From: Soo-Hyun Choi <s.choi@computer.or.kr>
Date: Wed, 5 Oct 2011 11:02:09 +0900
Message-ID: <CAKkvrEk1NLEGM-MaRuaFG3ZpvvEQZdk4wifoUL9_wbBKKfOMgg@mail.gmail.com>
To: Wonsuk Lee <wonsuk11.lee@samsung.com>
Cc: "Martin J. Dürst" <duerst@it.aoyama.ac.jp>, Koji Ishii <kojiishi@gluesoft.co.jp>, public-html-ig-ko@w3.org, public-i18n-cjk@w3.org, Eric Muller <emuller@adobe.com>

I think Paul Kim (<paulkim@blooz.net>) already made clear answer about
this question - i.e., when used vertical flow with Hangul, it should
be rendered upright, read from top to bottom and right to left.

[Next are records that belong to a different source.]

// Copyright (C) 2026 Fred Clausen
// Use of this source code is governed by an MIT-style
// license that can be found in the LICENSE file or at
// https://opensource.org/licenses/MIT.

use crate::{
    Category, DomainError, LeaderEntry, MemberEntry, PersonalDetails, PersonalField,
    RegistrationRecord,
};

#[test]
fn test_category_parses_case_insensitively() {
    assert_eq!("cultural".parse::<Category>().unwrap(), Category::Cultural);
    assert_eq!("TECHNICAL".parse::<Category>().unwrap(), Category::Technical);
    assert_eq!(" Special ".parse::<Category>().unwrap(), Category::Special);
}

#[test]
fn test_category_rejects_unknown_names() {
    let result: Result<Category, DomainError> = "Sports".parse();
    assert!(matches!(result, Err(DomainError::InvalidCategory(name)) if name == "Sports"));
}

#[test]
fn test_member_fill_states() {
    assert!(MemberEntry::new("Ravi", "ravi@example.com").is_complete());
    assert!(MemberEntry::new("Ravi", "").is_half_filled());
    assert!(MemberEntry::new("", "ravi@example.com").is_half_filled());
    assert!(MemberEntry::default().is_blank());
    assert!(!MemberEntry::default().is_half_filled());
}

#[test]
fn test_filled_count_includes_complete_leader_and_members_only() {
    let record: RegistrationRecord = RegistrationRecord {
        team_name: String::from("Team"),
        leader: LeaderEntry::new("Asha", "asha@example.com", "9876543210"),
        members: vec![
            MemberEntry::new("Ravi", "ravi@example.com"),
            MemberEntry::new("Half", ""),
            MemberEntry::default(),
        ],
    };
    assert_eq!(record.filled_count(), 2);
}

#[test]
fn test_filled_count_ignores_leader_without_phone() {
    let record: RegistrationRecord = RegistrationRecord {
        leader: LeaderEntry::new("Asha", "asha@example.com", ""),
        ..RegistrationRecord::default()
    };
    assert_eq!(record.filled_count(), 0);
}

#[test]
fn test_registration_record_serializes_with_camel_case_keys() {
    let mut record: RegistrationRecord = RegistrationRecord {
        team_name: String::from("Byte Busters"),
        leader: LeaderEntry::new("Asha", "asha@example.com", "9876543210"),
        members: vec![MemberEntry::new("Ravi", "ravi@example.com")],
    };
    record.leader.alt_phone = String::from("9123456780");

    let json: serde_json::Value = serde_json::to_value(&record).unwrap();
    assert_eq!(json["teamName"], "Byte Busters");
    assert_eq!(json["leader"]["altPhone"], "9123456780");
    assert_eq!(json["members"][0]["email"], "ravi@example.com");
}

#[test]
fn test_registration_record_tolerates_missing_fields() {
    let record: RegistrationRecord =
        serde_json::from_str(r#"{"leader":{"name":"Asha"}}"#).unwrap();
    assert_eq!(record.leader.name, "Asha");
    assert!(record.leader.phone.is_empty());
    assert!(record.members.is_empty());
    assert!(record.team_name.is_empty());
}

#[test]
fn test_personal_details_resolve_other_college_and_branch() {
    let mut details: PersonalDetails = PersonalDetails {
        college: String::from("Other"),
        other_college: String::from("NITK Surathkal"),
        branch: String::from("CSE"),
        other_branch: String::from("ignored"),
        ..PersonalDetails::default()
    };
    assert_eq!(details.resolved_college(), "NITK Surathkal");
    assert_eq!(details.resolved_branch(), "CSE");

    *details.field_mut(PersonalField::Branch) = String::from("Other");
    assert_eq!(details.resolved_branch(), "ignored");
}

#[test]
fn test_personal_details_use_legacy_storage_keys() {
    let details: PersonalDetails = serde_json::from_str(
        r#"{"name":"Asha","college":"Other","Othercollege":"SDIT","mobile":"9876543210"}"#,
    )
    .unwrap();
    assert_eq!(details.other_college, "SDIT");
    assert_eq!(details.resolved_college(), "SDIT");
}
#[tokio::test]
async fn test_clear_session_keeps_order_history() {
    let app_state: AppState = create_default_app_state();
    let app: Router = build_router(app_state.clone());
    seed_session(&app_state, &create_checkout_session()).await;
    app_state
        .persistence
        .lock()
        .await
        .append_order_id("order_001")
        .unwrap();

    let response: Response = send(&app, "DELETE", &format!("/sessions/{SID}"), None).await;
    assert_eq!(response.status(), HttpStatusCode::OK);
    let cleared: ClearSessionResponse = read_json(response).await;
    assert_eq!(cleared.removed, 4);

    let response: Response = send(&app, "GET", &format!("/sessions/{SID}"), None).await;
    let view: SessionResponse = read_json(response).await;
    assert!(view.session.selection.is_empty());
    assert_eq!(view.session.order_history, vec![String::from("order_001")]);
}
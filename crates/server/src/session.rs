// Copyright (C) 2026 Fred Clausen
// Use of this source code is governed by an MIT-style
// license that can be found in the LICENSE file or at
// https://opensource.org/licenses/MIT.

//! Session id extraction for the server.
//!
//! Every `/sessions/{sid}` route identifies the browsing session by its path
//! segment. The id is checked once here so handlers can pass it straight to
//! persistence.

use axum::{
    Json,
    extract::{FromRequestParts, Path},
    http::{StatusCode, request::Parts},
    response::{IntoResponse, Response},
};
use sambhram_persistence::Scope;
use tracing::{debug, warn};

use crate::{AppState, ErrorResponse};

/// Extractor for the browsing session id in the request path.
///
/// # Usage
///
/// ```ignore
/// async fn my_handler(
///     SessionId(session_id): SessionId,
/// ) -> Result<Json<Response>, HttpError> {
///     // session_id: String, already validated
///     Ok(Json(Response { ... }))
/// }
/// ```
///
/// # Errors
///
/// Returns HTTP 400 Bad Request if:
/// - the path has no session segment
/// - the id is empty, contains whitespace or contains `:`
pub struct SessionId(pub String);

impl FromRequestParts<AppState> for SessionId {
    type Rejection = SessionError;

    async fn from_request_parts(
        parts: &mut Parts,
        state: &AppState,
    ) -> Result<Self, Self::Rejection> {
        let Path(raw): Path<String> = Path::from_request_parts(parts, state)
            .await
            .map_err(|e| {
                debug!(error = %e, "Missing session id");
                SessionError::MissingSessionId
            })?;

        Scope::session(&raw).map_err(|e| {
            warn!(session_id = %raw, "Rejected session id");
            SessionError::InvalidSessionId(e.to_string())
        })?;

        Ok(Self(raw))
    }
}

/// Session id extraction errors.
#[derive(Debug)]
pub enum SessionError {
    /// The route has no session id segment.
    MissingSessionId,
    /// The session id cannot be used as a storage scope.
    InvalidSessionId(String),
}

impl IntoResponse for SessionError {
    fn into_response(self) -> Response {
        let message: String = match self {
            Self::MissingSessionId => String::from("Missing session id"),
            Self::InvalidSessionId(reason) => reason,
        };

        (
            StatusCode::BAD_REQUEST,
            Json(ErrorResponse {
                error: true,
                message,
            }),
        )
            .into_response()
    }
}
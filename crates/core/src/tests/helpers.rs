// Copyright (C) 2026 Fred Clausen
// Use of this source code is governed by an MIT-style
// license that can be found in the LICENSE file or at
// https://opensource.org/licenses/MIT.

use crate::SessionContext;
use sambhram_domain::{
    Catalog, Category, Coordinator, EventId, EventRecord, LeaderEntry, MemberEntry,
    RegistrationRecord,
};

pub const SOLO: &str = "solo-1";
pub const DUO: &str = "duo-1";
pub const SQUAD: &str = "squad-1";
pub const OPEN_TEAM: &str = "open-team-1";

fn create_test_event(id: &str, title: &str, team_size: &str) -> EventRecord {
    EventRecord {
        id: EventId::new(id),
        title: String::from(title),
        subtitle: None,
        category: Category::Technical,
        team_size: String::from(team_size),
        description: String::from("Test event"),
        rules: Vec::new(),
        venue: None,
        date: None,
        time: None,
        image: None,
        coordinator: Coordinator {
            name: String::from("Rahul Sharma"),
            contact: String::from("9876543215"),
        },
    }
}

/// A catalog with one individual event and three team events.
///
/// - `SOLO`: individual
/// - `DUO`: 2-3 members
/// - `SQUAD`: 3-6 members (form capacity 4)
/// - `OPEN_TEAM`: 1-2 members
pub fn create_test_context() -> SessionContext {
    let catalog: Catalog = Catalog::from_events(vec![
        create_test_event(SOLO, "Solo Singing", "Individual"),
        create_test_event(DUO, "Coding Duo", "2-3 members"),
        create_test_event(SQUAD, "Robo Squad", "3-6 members"),
        create_test_event(OPEN_TEAM, "Web Designing", "1-2 members"),
    ])
    .unwrap();
    SessionContext::new(catalog)
}

pub fn id(value: &str) -> EventId {
    EventId::new(value)
}

pub fn create_test_leader() -> LeaderEntry {
    LeaderEntry::new("Asha Rao", "asha@example.com", "9876543210")
}

/// A record with a team name, a complete leader and `members` complete members.
pub fn create_test_record(members: usize) -> RegistrationRecord {
    RegistrationRecord {
        team_name: String::from("Byte Busters"),
        leader: create_test_leader(),
        members: (1..=members)
            .map(|n| MemberEntry::new(&format!("Member {n}"), &format!("member{n}@example.com")))
            .collect(),
    }
}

Although vertical writing is not common in these days, one may still
use the vertical writing style in variety places for a specific
purpose, e.g., design document, advertisement, historic writing, etc.

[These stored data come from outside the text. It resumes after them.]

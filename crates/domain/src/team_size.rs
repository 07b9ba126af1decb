// Copyright (C) 2026 Fred Clausen
// Use of this source code is governed by an MIT-style
// license that can be found in the LICENSE file or at
// https://opensource.org/licenses/MIT.

//! Team-size classification.
//!
//! Catalog events describe their team size as free text (`"2-4 members"`,
//! `"Individual"`, `"Team of 3"`). This module turns that text into a
//! structured [`TeamRequirement`]. Classification never fails: anything that
//! cannot be understood resolves to the individual requirement.

use crate::types::EventRecord;
use regex::Regex;
use serde::{Deserialize, Serialize};
use std::sync::LazyLock;
use tracing::debug;

/// Upper bound on participants, leader included, that a registration form
/// will collect regardless of what the event allows.
pub const MAX_FORM_PARTICIPANTS: u32 = 4;

#[allow(clippy::unwrap_used)]
static NUMBER: LazyLock<Regex> = LazyLock::new(|| Regex::new(r"[0-9]+").unwrap());

/// Events whose descriptor text is known to be misleading.
///
/// Keys are lowercase titles; a match takes precedence over the descriptor.
const TITLE_OVERRIDES: &[(&str, TeamRequirement)] = &[(
    "agni chakravyuha",
    TeamRequirement {
        is_team: true,
        min: 4,
        max: 4,
    },
)];

/// Inclusive range of participants, leader included, an event accepts.
///
/// Invariants: `1 <= min <= max`, and `min == max == 1` when `is_team` is false.
#[derive(Debug, Clone, Copy, PartialEq, Eq, Hash, Serialize, Deserialize)]
#[serde(rename_all = "camelCase")]
pub struct TeamRequirement {
    /// Whether the event is registered as a team.
    pub is_team: bool,
    /// Minimum participants.
    pub min: u32,
    /// Maximum participants.
    pub max: u32,
}

impl TeamRequirement {
    /// A single participant.
    pub const INDIVIDUAL: Self = Self {
        is_team: false,
        min: 1,
        max: 1,
    };

    /// Used when the descriptor says "team" without giving numbers.
    pub const DEFAULT_TEAM: Self = Self {
        is_team: true,
        min: 2,
        max: 4,
    };

    /// Builds a requirement from a parsed range.
    ///
    /// Returns `None` when the range violates `1 <= min <= max`.
    #[must_use]
    pub const fn from_range(min: u32, max: u32) -> Option<Self> {
        if min == 0 || max < min {
            return None;
        }
        if max == 1 {
            return Some(Self::INDIVIDUAL);
        }
        Some(Self {
            is_team: true,
            min,
            max,
        })
    }

    /// Participants the registration form collects, leader included.
    #[must_use]
    pub const fn form_capacity(&self) -> u32 {
        if self.max < MAX_FORM_PARTICIPANTS {
            self.max
        } else {
            MAX_FORM_PARTICIPANTS
        }
    }

    /// Member rows the registration form offers beyond the leader.
    #[must_use]
    pub const fn max_additional_members(&self) -> usize {
        self.form_capacity().saturating_sub(1) as usize
    }
}

/// Looks up a title in the override table.
#[must_use]
pub fn title_override(title: &str) -> Option<TeamRequirement> {
    let key: String = title.trim().to_lowercase();
    TITLE_OVERRIDES
        .iter()
        .find(|(name, _)| *name == key)
        .map(|(_, requirement)| *requirement)
}

/// Classifies a free-form team-size descriptor.
///
/// Rules, in order:
/// 1. Contains "individual" (any case): individual.
/// 2. Contains "team" and no digits: two to four participants.
/// 3. Two or more integers: the smaller of the first two is `min`, the
///    larger is `max`.
/// 4. Exactly one integer `n`: exactly `n` participants.
/// 5. Anything else: individual.
#[must_use]
pub fn classify_descriptor(descriptor: &str) -> TeamRequirement {
    let lowered: String = descriptor.to_lowercase();
    if lowered.contains("individual") {
        return TeamRequirement::INDIVIDUAL;
    }

    let numbers: Option<Vec<u32>> = NUMBER
        .find_iter(descriptor)
        .map(|m| m.as_str().parse::<u32>().ok())
        .collect();
    let Some(numbers) = numbers else {
        debug!(descriptor, "Team size number out of range, treating as individual");
        return TeamRequirement::INDIVIDUAL;
    };

    let parsed: Option<TeamRequirement> = match numbers.as_slice() {
        [] if lowered.contains("team") => Some(TeamRequirement::DEFAULT_TEAM),
        [] => {
            if !descriptor.trim().is_empty() {
                debug!(descriptor, "Unrecognized team size, treating as individual");
            }
            Some(TeamRequirement::INDIVIDUAL)
        }
        [n] => TeamRequirement::from_range(*n, *n),
        [first, second, ..] => {
            TeamRequirement::from_range((*first).min(*second), (*first).max(*second))
        }
    };

    parsed.unwrap_or_else(|| {
        debug!(descriptor, "Invalid team size range, treating as individual");
        TeamRequirement::INDIVIDUAL
    })
}

/// Classifies a catalog event, honoring title overrides.
#[must_use]
pub fn classify(event: &EventRecord) -> TeamRequirement {
    title_override(&event.title).unwrap_or_else(|| classify_descriptor(&event.team_size))
}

In short, Eric Muller's point mentioned in the referred email doesn't
seem to be quite right.

Kind regards,

2011/10/5 Wonsuk Lee <wonsuk11.lee@samsung.com>:
> Hi. Martin and Koji.
> Thanks a lot for raising this issue. I believe this is really important to the Korea.

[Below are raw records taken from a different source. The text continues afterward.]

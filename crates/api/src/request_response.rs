// Copyright (C) 2026 Fred Clausen
// Use of this source code is governed by an MIT-style
// license that can be found in the LICENSE file or at
// https://opensource.org/licenses/MIT.

//! API request and response data transfer objects.

use sambhram::Notice;
use sambhram_domain::{EventId, LeaderEntry, MemberEntry, RegistrationRecord};
use serde::ser::SerializeMap;
use serde::{Deserialize, Serialize, Serializer};

/// Currency used when the order backend does not name one.
pub const DEFAULT_CURRENCY: &str = "INR";

/// Order creation request sent to the backend.
#[derive(Debug, Clone, PartialEq, Eq, Serialize, Deserialize)]
#[serde(rename_all = "camelCase")]
pub struct OrderRequest {
    pub name: String,
    pub email: String,
    /// College after resolving the "Other" option.
    pub college: String,
    /// Branch after resolving the "Other" option.
    pub branch: String,
    pub phone: String,
    /// Amount payable, after discount.
    pub amount: i64,
    /// One entry per selected event, in cart order.
    pub registrations: Vec<EventRegistration>,
    /// Team details entered on the checkout form itself.
    pub team_details: TeamDetails,
}

/// A selected event and its team record, if it has one.
#[derive(Debug, Clone, PartialEq, Eq, Serialize, Deserialize)]
pub struct EventRegistration {
    pub event_id: EventId,
    /// Sent as `{}` when the event has no stored record.
    #[serde(default, serialize_with = "details_or_empty")]
    pub details: Option<RegistrationRecord>,
}

#[allow(clippy::ref_option)]
fn details_or_empty<S: Serializer>(
    details: &Option<RegistrationRecord>,
    serializer: S,
) -> Result<S::Ok, S::Error> {
    match details {
        Some(record) => record.serialize(serializer),
        None => serializer.serialize_map(Some(0))?.end(),
    }
}

/// Team leader block of the checkout-form team details.
///
/// Empty fields are left out.
#[derive(Debug, Clone, PartialEq, Eq, Default, Serialize, Deserialize)]
#[serde(rename_all = "camelCase")]
pub struct TeamLeaderDetails {
    #[serde(default, skip_serializing_if = "Option::is_none")]
    pub name: Option<String>,
    #[serde(default, skip_serializing_if = "Option::is_none")]
    pub email: Option<String>,
    #[serde(default, skip_serializing_if = "Option::is_none")]
    pub phone: Option<String>,
    #[serde(default, skip_serializing_if = "Option::is_none")]
    pub alt_phone: Option<String>,
}

fn non_empty(value: &str) -> Option<String> {
    if value.is_empty() {
        None
    } else {
        Some(value.to_string())
    }
}

impl From<&LeaderEntry> for TeamLeaderDetails {
    fn from(leader: &LeaderEntry) -> Self {
        Self {
            name: non_empty(&leader.name),
            email: non_empty(&leader.email),
            phone: non_empty(&leader.phone),
            alt_phone: non_empty(&leader.alt_phone),
        }
    }
}

/// Team details entered on the checkout form.
#[derive(Debug, Clone, PartialEq, Eq, Default, Serialize, Deserialize)]
pub struct TeamDetails {
    pub leader: TeamLeaderDetails,
    /// Members with at least a name or an email.
    pub members: Vec<MemberEntry>,
}

impl TeamDetails {
    /// Builds the block from the checkout form, dropping blank member rows.
    #[must_use]
    pub fn from_form(leader: &LeaderEntry, members: &[MemberEntry]) -> Self {
        Self {
            leader: TeamLeaderDetails::from(leader),
            members: members
                .iter()
                .filter(|member| !member.is_blank())
                .cloned()
                .collect(),
        }
    }
}

/// Order creation response from the backend.
#[derive(Debug, Clone, PartialEq, Eq, Default, Serialize, Deserialize)]
#[serde(rename_all = "camelCase")]
pub struct OrderResponse {
    #[serde(default)]
    pub participant_id: Option<String>,
    #[serde(default)]
    pub order_id: Option<String>,
    #[serde(default)]
    pub amount: Option<i64>,
    #[serde(default)]
    pub currency: Option<String>,
}

/// A created order, ready to hand to the payment widget.
#[derive(Debug, Clone, PartialEq, Eq, Serialize, Deserialize)]
#[serde(rename_all = "camelCase")]
pub struct OrderDetails {
    pub participant_id: Option<String>,
    pub order_id: String,
    pub amount: i64,
    pub currency: String,
}

/// Merchant settings for the payment widget.
#[derive(Debug, Clone, PartialEq, Eq)]
pub struct GatewayConfig {
    /// Public gateway key. Checkout is refused while this is unset.
    pub key: Option<String>,
    pub merchant_name: String,
    pub description: String,
    pub image: String,
    pub address: String,
    pub theme_color: String,
}

impl GatewayConfig {
    /// Default merchant settings with the given key.
    #[must_use]
    pub fn with_key(key: Option<String>) -> Self {
        Self {
            key,
            ..Self::default()
        }
    }
}

impl Default for GatewayConfig {
    fn default() -> Self {
        Self {
            key: None,
            merchant_name: String::from("SHREE DEVI SAMBHRAM"),
            description: String::from("National Level Technical and Cultural Fest"),
            image: String::from(
                "https://storage.googleapis.com/educrib/colleges/uploads/f7a1791dd41f3fa5e5e4f8a6faea2467ShreeDeviCollegeOfPhysiotherapy_Fd.jpg",
            ),
            address: String::from(
                "Shree Devi Institute Of Technology, Kenjar, Near Mangalore International Airport, Karnataka - 574142",
            ),
            theme_color: String::from("#0066ff"),
        }
    }
}

/// Contact details shown pre-filled in the payment widget.
#[derive(Debug, Clone, PartialEq, Eq, Serialize, Deserialize)]
pub struct PaymentPrefill {
    /// The participant's name.
    pub name: String,
    /// The participant's mobile number.
    pub contact: String,
}

/// Free-form notes attached to the payment.
#[derive(Debug, Clone, PartialEq, Eq, Serialize, Deserialize)]
pub struct PaymentNotes {
    /// The organiser's postal address.
    pub address: String,
}

/// Widget colour scheme.
#[derive(Debug, Clone, PartialEq, Eq, Serialize, Deserialize)]
pub struct PaymentTheme {
    /// Accent colour as a CSS hex string.
    pub color: String,
}

/// Options object passed to the payment widget.
#[derive(Debug, Clone, PartialEq, Eq, Serialize, Deserialize)]
pub struct PaymentOptions {
    pub key: String,
    pub amount: i64,
    pub currency: String,
    pub name: String,
    pub description: String,
    pub image: String,
    pub order_id: String,
    pub prefill: PaymentPrefill,
    pub notes: PaymentNotes,
    pub theme: PaymentTheme,
}

/// Everything the client needs to open the payment widget.
#[derive(Debug, Clone, PartialEq, Eq, Serialize, Deserialize)]
pub struct CheckoutHandoff {
    pub order: OrderDetails,
    pub options: PaymentOptions,
}

/// How the payment widget finished.
#[derive(Debug, Clone, PartialEq, Eq, Serialize, Deserialize)]
#[serde(tag = "status", rename_all = "snake_case")]
pub enum PaymentOutcome {
    /// The gateway captured the payment.
    Succeeded {
        #[serde(default)]
        participant_id: Option<String>,
        order_id: String,
    },
    /// The gateway reported a failure.
    Failed {
        #[serde(default)]
        reason: Option<String>,
    },
    /// The user closed the widget.
    Dismissed,
}

/// Data for the success page.
#[derive(Debug, Clone, PartialEq, Eq, Serialize, Deserialize)]
#[serde(rename_all = "camelCase")]
pub struct PaymentConfirmation {
    pub participant_id: Option<String>,
    pub order_id: String,
    /// Every order completed on this device, oldest first.
    pub order_ids: Vec<String>,
}

/// The session after a payment outcome, with messages for the user.
#[derive(Debug, Clone, PartialEq, Eq)]
pub struct PaymentCompletion {
    pub session: sambhram::Session,
    pub notices: Vec<Notice>,
    /// Present only for a successful payment.
    pub confirmation: Option<PaymentConfirmation>,
}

> Concerning to the sideways rotation in vertical flow, I think Martin's answer is perfectly right.
> Even recently vertical flow does not be used, this style is still one of the design elements of Korean Hangul. And this should be kept consisting for historical books and data.
> Therefore I think turning Korean Hangul sidewise in vertical flow does not make sense.
> But I am not an expert of historical area, so I would like to discuss and get more opinions from HTML5 Korean interest group.
> Best regards,
> Wonsuk.
>> -----Original Message-----
>> From: public-html-ig-ko-request@w3.org [mailto:public-html-ig-ko-
>> request@w3.org] On Behalf Of "Martin J. Durst"
>> Sent: Wednesday, October 05, 2011 9:30 AM
>> To: Koji Ishii
>> Cc: public-html-ig-ko@w3.org; public-i18n-cjk@w3.org; Eric Muller
>> Subject: Re: Hangul characters upright or sideways in vertical flow?
>> Hello Koji,
>> I have cc'ed Eric directly.
>> Our Korean experts on this list may have some more to say on this issue,
>> but I'm extremely surprised at the idea of turning Korean Hangul
>> sidewise in vertical flow.
>> I have a few books here about the history of Hangul, and of course when
>> Hangul was invented, it was written each syllable standing upright in a
>> vertical flow (i.e. same orientation as in horizontal flow). That's
>> totally natural given that one of the design elements of Korean Hangul
>> is that as in Chinese, each syllable fits in a square, and given that in
>> most texts from the start until recently, Hanja (Kanji) and Hangul were
>> mixed.
>> If you don't believe me, just search for images from Seoul and check out
>> how Hangul is oriented on buildings when it's written vertically.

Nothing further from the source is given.